José Mª Sicilia, vibraciones orgánicas

José María Sicilia. Eclipses, Galería Soledad Lorenzo, Madrid
Publicado en El Cultural

José María Sicilia (Madrid, 1954) continúa siendo uno de los pintores más cotizados de nuestro país, y el día de la inauguración prácticamente todos los cuadros estaban ya vendidos. Pero es, además, uno de esos artistas que despiertan auténtica expectación entre sus seguidores, que admiran tanto su tenaz coherencia como su declarado estado de permanente incertidumbre. En esta ocasión, tras el intervalo bianual ya acostumbrado en la galería madrileña, el trabajo reciente irrumpe como una explosión de color y con una intensidad vibrante, visual y emocional, que a muchos hará recordar la calidad de experiencia de la exposición “Una tumba en el aire”, celebrada en esta misma galería en 2002, aunque bajo una distinta inflexión. Pues si en aquélla se celebraba la unidad, mediante corolas fulgentes, en rojos y amarillos, aquí se muestra la organicidad rizomática, explorando casi todas las gamas cromáticas. Se trata, además, de un periodo muy prolífico, con una quincena de obras en gran formato y otros veinticuatro cuadros de asequible tamaño que continúan la serie “Eclipse”, comenzada el pasado año y cuyas primeras obras –aquí ausentes- fueron expuestas hace unos meses en el proyecto “Las Mil y Una Noches” del CAAM canario, donde se revisó su producción de la última década.

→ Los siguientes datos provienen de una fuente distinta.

//! Canonical metric and dimension names, and the per-source tables that map
//! each backend's vocabulary onto them.
//!
//! The tables are plain data. Adding a metric means adding a [`MetricKey`]
//! variant and one row per source table; the lookup functions below do not
//! change.

use std::fmt;

use chrono::NaiveDate;
use serde::{Deserialize, Serialize};

use crate::error::ReportError;
use crate::report::DimensionValue;

/// Which analytics backend a name or a raw report came from.
#[derive(Debug, Clone, Copy, PartialEq, Eq, Hash, Serialize, Deserialize)]
#[serde(rename_all = "snake_case")]
pub enum Source {
    /// Property-based reporting API, authoritative before the cutover.
    Legacy,
    /// Event-based reporting service, authoritative from the cutover on.
    NextGen,
}

/// Source-independent name of a measured quantity.
#[derive(Debug, Clone, Copy, PartialEq, Eq, PartialOrd, Ord, Hash, Serialize, Deserialize)]
#[serde(rename_all = "camelCase")]
pub enum MetricKey {
    Pageviews,
    UniquePageviews,
    Sessions,
    Users,
    AvgSessionDuration,
    BounceRate,
    TimeOnPage,
    AvgTimeOnPage,
    Shares,
}

impl MetricKey {
    pub const ALL: [MetricKey; 9] = [
        MetricKey::Pageviews,
        MetricKey::UniquePageviews,
        MetricKey::Sessions,
        MetricKey::Users,
        MetricKey::AvgSessionDuration,
        MetricKey::BounceRate,
        MetricKey::TimeOnPage,
        MetricKey::AvgTimeOnPage,
        MetricKey::Shares,
    ];

    pub fn as_str(self) -> &'static str {
        match self {
            MetricKey::Pageviews => "pageviews",
            MetricKey::UniquePageviews => "uniquePageviews",
            MetricKey::Sessions => "sessions",
            MetricKey::Users => "users",
            MetricKey::AvgSessionDuration => "avgSessionDuration",
            MetricKey::BounceRate => "bounceRate",
            MetricKey::TimeOnPage => "timeOnPage",
            MetricKey::AvgTimeOnPage => "avgTimeOnPage",
            MetricKey::Shares => "shares",
        }
    }

    /// Reverse of [`MetricKey::as_str`].
    pub fn from_canonical(name: &str) -> Option<Self> {
        Self::ALL.into_iter().find(|k| k.as_str() == name)
    }

    pub fn merge_policy(self) -> MergePolicy {
        MERGE_POLICIES
            .iter()
            .find(|(k, _)| *k == self)
            .map(|(_, p)| *p)
            .unwrap_or(MergePolicy::Sum)
    }

    pub fn label(self) -> String {
        label(self.as_str())
    }
}

impl fmt::Display for MetricKey {
    fn fmt(&self, f: &mut fmt::Formatter<'_>) -> fmt::Result {
        f.write_str(self.as_str())
    }
}

/// How two values of the same metric combine when a report straddles the
/// cutover.
#[derive(Debug, Clone, Copy, PartialEq, Eq)]
pub enum MergePolicy {
    Sum,
    /// Mean when both sides are non-zero, otherwise whichever side is non-zero.
    AverageIfBothPresent,
}

/// Merge policy per canonical key. Keys not listed here are summed.
pub const MERGE_POLICIES: &[(MetricKey, MergePolicy)] = &[
    (MetricKey::Pageviews, MergePolicy::Sum),
    (MetricKey::UniquePageviews, MergePolicy::Sum),
    (MetricKey::Sessions, MergePolicy::Sum),
    (MetricKey::Users, MergePolicy::Sum),
    (MetricKey::AvgSessionDuration, MergePolicy::AverageIfBothPresent),
    (MetricKey::BounceRate, MergePolicy::Sum),
    (MetricKey::TimeOnPage, MergePolicy::Sum),
    (MetricKey::AvgTimeOnPage, MergePolicy::AverageIfBothPresent),
    (MetricKey::Shares, MergePolicy::Sum),
];

/// Legacy metric expressions. Also the standard metric list sent with every
/// legacy report request, in this order.
pub const LEGACY_METRICS: &[(&str, MetricKey)] = &[
    ("ga:pageviews", MetricKey::Pageviews),
    ("ga:uniquePageviews", MetricKey::UniquePageviews),
    ("ga:sessions", MetricKey::Sessions),
    ("ga:users", MetricKey::Users),
    ("ga:avgSessionDuration", MetricKey::AvgSessionDuration),
    ("ga:bounceRate", MetricKey::BounceRate),
    ("ga:timeOnPage", MetricKey::TimeOnPage),
    ("ga:avgTimeOnPage", MetricKey::AvgTimeOnPage),
    // custom metric slot 1 holds social shares
    ("ga:metric1", MetricKey::Shares),
];

/// Next-gen metric names. The next-gen backend has no unique-pageview or
/// total-time-on-page equivalent.
pub const NEXT_GEN_METRICS: &[(&str, MetricKey)] = &[
    ("screenPageViews", MetricKey::Pageviews),
    ("sessions", MetricKey::Sessions),
    ("totalUsers", MetricKey::Users),
    ("averageSessionDuration", MetricKey::AvgSessionDuration),
    ("bounceRate", MetricKey::BounceRate),
    ("userEngagementDuration", MetricKey::AvgTimeOnPage),
    ("countCustomEvent:ua_metric_1", MetricKey::Shares),
];

/// Canonical dimension a report row can be keyed by.
#[derive(Debug, Clone, PartialEq, Eq, Hash)]
pub enum DimensionKey {
    Date,
    ChannelGrouping,
    DeviceCategory,
    /// A source dimension with no canonical counterpart, carried verbatim.
    Other(String),
}

impl DimensionKey {
    pub fn as_str(&self) -> &str {
        match self {
            DimensionKey::Date => "date",
            DimensionKey::ChannelGrouping => "channelGrouping",
            DimensionKey::DeviceCategory => "deviceCategory",
            DimensionKey::Other(name) => name,
        }
    }

    /// Apply the per-key formatter to a raw dimension value.
    pub fn format_value(&self, raw: &str) -> Result<DimensionValue, ReportError> {
        match self {
            DimensionKey::Date => parse_day(raw).map(DimensionValue::Day),
            _ => Ok(DimensionValue::Label(raw.to_string())),
        }
    }
}

pub const LEGACY_DIMENSIONS: &[(&str, DimensionKey)] = &[
    ("ga:date", DimensionKey::Date),
    ("ga:channelGrouping", DimensionKey::ChannelGrouping),
    ("ga:deviceCategory", DimensionKey::DeviceCategory),
];

pub const NEXT_GEN_DIMENSIONS: &[(&str, DimensionKey)] = &[
    ("date", DimensionKey::Date),
    ("sessionDefaultChannelGrouping", DimensionKey::ChannelGrouping),
    ("deviceCategory", DimensionKey::DeviceCategory),
];

/// A source metric name after lookup.
#[derive(Debug, Clone, PartialEq, Eq)]
pub enum MetricName {
    Canonical(MetricKey),
    Unmapped(String),
}

fn metric_table(source: Source) -> &'static [(&'static str, MetricKey)] {
    match source {
        Source::Legacy => LEGACY_METRICS,
        Source::NextGen => NEXT_GEN_METRICS,
    }
}

fn dimension_table(source: Source) -> &'static [(&'static str, DimensionKey)] {
    match source {
        Source::Legacy => LEGACY_DIMENSIONS,
        Source::NextGen => NEXT_GEN_DIMENSIONS,
    }
}

/// Map a source metric name to its canonical key.
///
/// Names missing from the table still resolve when they already are a
/// canonical key, with or without the legacy `ga:` prefix. Anything else
/// comes back unchanged as [`MetricName::Unmapped`].
pub fn metric_key(source: Source, name: &str) -> MetricName {
    metric_table(source)
        .iter()
        .find(|(n, _)| *n == name)
        .map(|(_, k)| *k)
        .or_else(|| MetricKey::from_canonical(name.strip_prefix("ga:").unwrap_or(name)))
        .map(MetricName::Canonical)
        .unwrap_or_else(|| MetricName::Unmapped(name.to_string()))
}

pub fn dimension_key(source: Source, name: &str) -> DimensionKey {
    dimension_table(source)
        .iter()
        .find(|(n, _)| *n == name)
        .map(|(_, k)| k.clone())
        .unwrap_or_else(|| DimensionKey::Other(name.to_string()))
}

/// Source-side name of a canonical dimension, if the source has one.
pub fn source_dimension_name(source: Source, key: &DimensionKey) -> Option<&'static str> {
    dimension_table(source)
        .iter()
        .find(|(_, k)| k == key)
        .map(|(n, _)| *n)
}

/// Human label for a key: `avgSessionDuration` becomes `Avg Session Duration`.
pub fn label(name: &str) -> String {
    titleize(&underscore(name))
}

fn underscore(name: &str) -> String {
    let mut out = String::with_capacity(name.len() + 4);
    let mut prev_lower = false;
    for c in name.chars() {
        if c.is_uppercase() && prev_lower {
            out.push('_');
        }
        prev_lower = c.is_lowercase() || c.is_ascii_digit();
        if c == '-' {
            out.push('_');
        } else {
            out.extend(c.to_lowercase());
        }
    }
    out
}

fn titleize(underscored: &str) -> String {
    underscored
        .split(|c: char| c == '_' || c.is_whitespace())
        .filter(|w| !w.is_empty())
        .map(|w| {
            let mut chars = w.chars();
            match chars.next() {
                Some(first) => first.to_uppercase().chain(chars).collect(),
                None => String::new(),
            }
        })
        .collect::<Vec<_>>()
        .join(" ")
}

fn parse_day(raw: &str) -> Result<NaiveDate, ReportError> {
    NaiveDate::parse_from_str(raw, "%Y%m%d")
        .or_else(|_| NaiveDate::parse_from_str(raw, "%Y-%m-%d"))
        .map_err(|_| ReportError::malformed(format!("unparseable date dimension value '{raw}'")))
}

#[cfg(test)]
mod tests {
    use super::*;

    #[test]
    fn every_canonical_key_has_a_merge_policy() {
        for key in MetricKey::ALL {
            assert!(MERGE_POLICIES.iter().any(|(k, _)| *k == key), "{key} missing");
        }
        assert_eq!(
            MetricKey::AvgTimeOnPage.merge_policy(),
            MergePolicy::AverageIfBothPresent
        );
        assert_eq!(MetricKey::Sessions.merge_policy(), MergePolicy::Sum);
    }

    #[test]
    fn legacy_table_covers_all_canonical_keys() {
        for key in MetricKey::ALL {
            assert!(LEGACY_METRICS.iter().any(|(_, k)| *k == key), "{key} missing");
        }
    }

    #[test]
    fn mapped_keys_round_trip_through_canonical_name() {
        for source in [Source::Legacy, Source::NextGen] {
            for (name, key) in metric_table(source) {
                let MetricName::Canonical(mapped) = metric_key(source, name) else {
                    panic!("{name} should be mapped");
                };
                assert_eq!(mapped, *key);
                assert_eq!(MetricKey::from_canonical(mapped.as_str()), Some(*key));
            }
        }
    }

    #[test]
    fn unmapped_metric_passes_through_verbatim() {
        assert_eq!(
            metric_key(Source::NextGen, "engagementRate"),
            MetricName::Unmapped("engagementRate".to_string())
        );
        assert_eq!(
            metric_key(Source::Legacy, "ga:newUsers"),
            MetricName::Unmapped("ga:newUsers".to_string())
        );
    }

    #[test]
    fn canonical_names_resolve_without_table_entry() {
        assert_eq!(
            metric_key(Source::NextGen, "uniquePageviews"),
            MetricName::Canonical(MetricKey::UniquePageviews)
        );
        assert_eq!(
            metric_key(Source::Legacy, "pageviews"),
            MetricName::Canonical(MetricKey::Pageviews)
        );
    }

    #[test]
    fn canonical_serde_name_matches_as_str() {
        for key in MetricKey::ALL {
            let json = serde_json::to_value(key).expect("serialize");
            assert_eq!(json, serde_json::Value::String(key.as_str().to_string()));
        }
    }

    #[test]
    fn dimension_lookup_per_source() {
        assert_eq!(dimension_key(Source::Legacy, "ga:date"), DimensionKey::Date);
        assert_eq!(
            dimension_key(Source::NextGen, "sessionDefaultChannelGrouping"),
            DimensionKey::ChannelGrouping
        );
        assert_eq!(
            dimension_key(Source::NextGen, "city"),
            DimensionKey::Other("city".to_string())
        );
        assert_eq!(
            source_dimension_name(Source::Legacy, &DimensionKey::DeviceCategory),
            Some("ga:deviceCategory")
        );
    }

    #[test]
    fn date_formatter_accepts_compact_and_iso_days() {
        let expected = DimensionValue::Day(NaiveDate::from_ymd_opt(2023, 7, 4).expect("date"));
        assert_eq!(DimensionKey::Date.format_value("20230704").expect("compact"), expected);
        assert_eq!(DimensionKey::Date.format_value("2023-07-04").expect("iso"), expected);
        assert!(DimensionKey::Date.format_value("July 4th").is_err());
    }

    #[test]
    fn labels_are_titleized() {
        assert_eq!(MetricKey::AvgSessionDuration.label(), "Avg Session Duration");
        assert_eq!(MetricKey::Pageviews.label(), "Pageviews");
        assert_eq!(MetricKey::UniquePageviews.label(), "Unique Pageviews");
        assert_eq!(label("channelGrouping"), "Channel Grouping");
    }
}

“Las Mil y Una Noches”, y antes “L’Horabaixa” en el Palacio de Velázquez madrileño, así como “La luz que se apaga”, “Espejos” y ahora “Eclipses”, son títulos de muestras y series que insisten en subrayar la cualidad instantánea y fugaz de la luz. Una obsesión en Sicilia ligada al uso de la cera virgen, contenedor material donde el pintor logra la alquimia de esa aprehensión. El intento de capturar el instante lumínico equivale a pretender atrapar la vida misma y su palpitar. Con la inyección de los óleos en la espesura de la cera el pintor gana el intervalo de un espacio en el que quedan suspendidas las formas en vibraciones cromáticas cuya densidad es difícil de calcular, sin que esta torpeza óptica disminuya, sino que más bien acrecienta, la tensión dramática y el efecto emocional de la imagen. Al mismo interés por lo efímero hay que atribuir la elección de flores, insectos y mariposas, más o menos aludidos anteriormente, y siempre emblemas de la fragilidad. En estas obras recientes, se despliega un imaginario orgánico de evocaciones difusas, que van desde lo interior visceral a la mancha solar, crepitante; del espectáculo polifónico submarino, a la nocturna y cristalina vida microscópica. Y sus erupciones, fibras, corrientes y estallidos.
En conjunto, la exposición avala ya el dominio de Sicilia en esta técnica cerúlea que, en sus lapsos más mórbidos, había rayado la vanitas simple, la necrofilia del exvoto e incluso el pálido disparo mortal de la imagen fotográfica, si retrocedemos hasta la serie de “Sanlúcar de Barrameda”, a principios de los noventa. Tras las mencionadas corolas y con esta última serie, el pintor vuelve a demostrar la razón de su perseverancia, pues quizá sólo con la sabia combinación del líquido nutriente con los óleos a determinadas temperaturas y diversos niveles pueda conseguirse el efecto de vital metamorfosis y la complejidad y multiplicidad del movimiento orgánico. Otros recursos utilizados en algunas superficies, como restos de ceniza y pliegues epidérmicos, parecen sellar la agitación en su interior. A decir verdad, hay mucho más, pues en las pequeñas composiciones se encuentran numerosos experimentos. En todo caso, frente a la mayoría de estas imágenes al espectador no le costará identificar su experiencia emocional con las intenciones declaradas por su autor: “Cuando pinto … pienso en algo que ha de tener un alma, una frescura, y que el hecho de contemplarlo equivalga a una respiración”.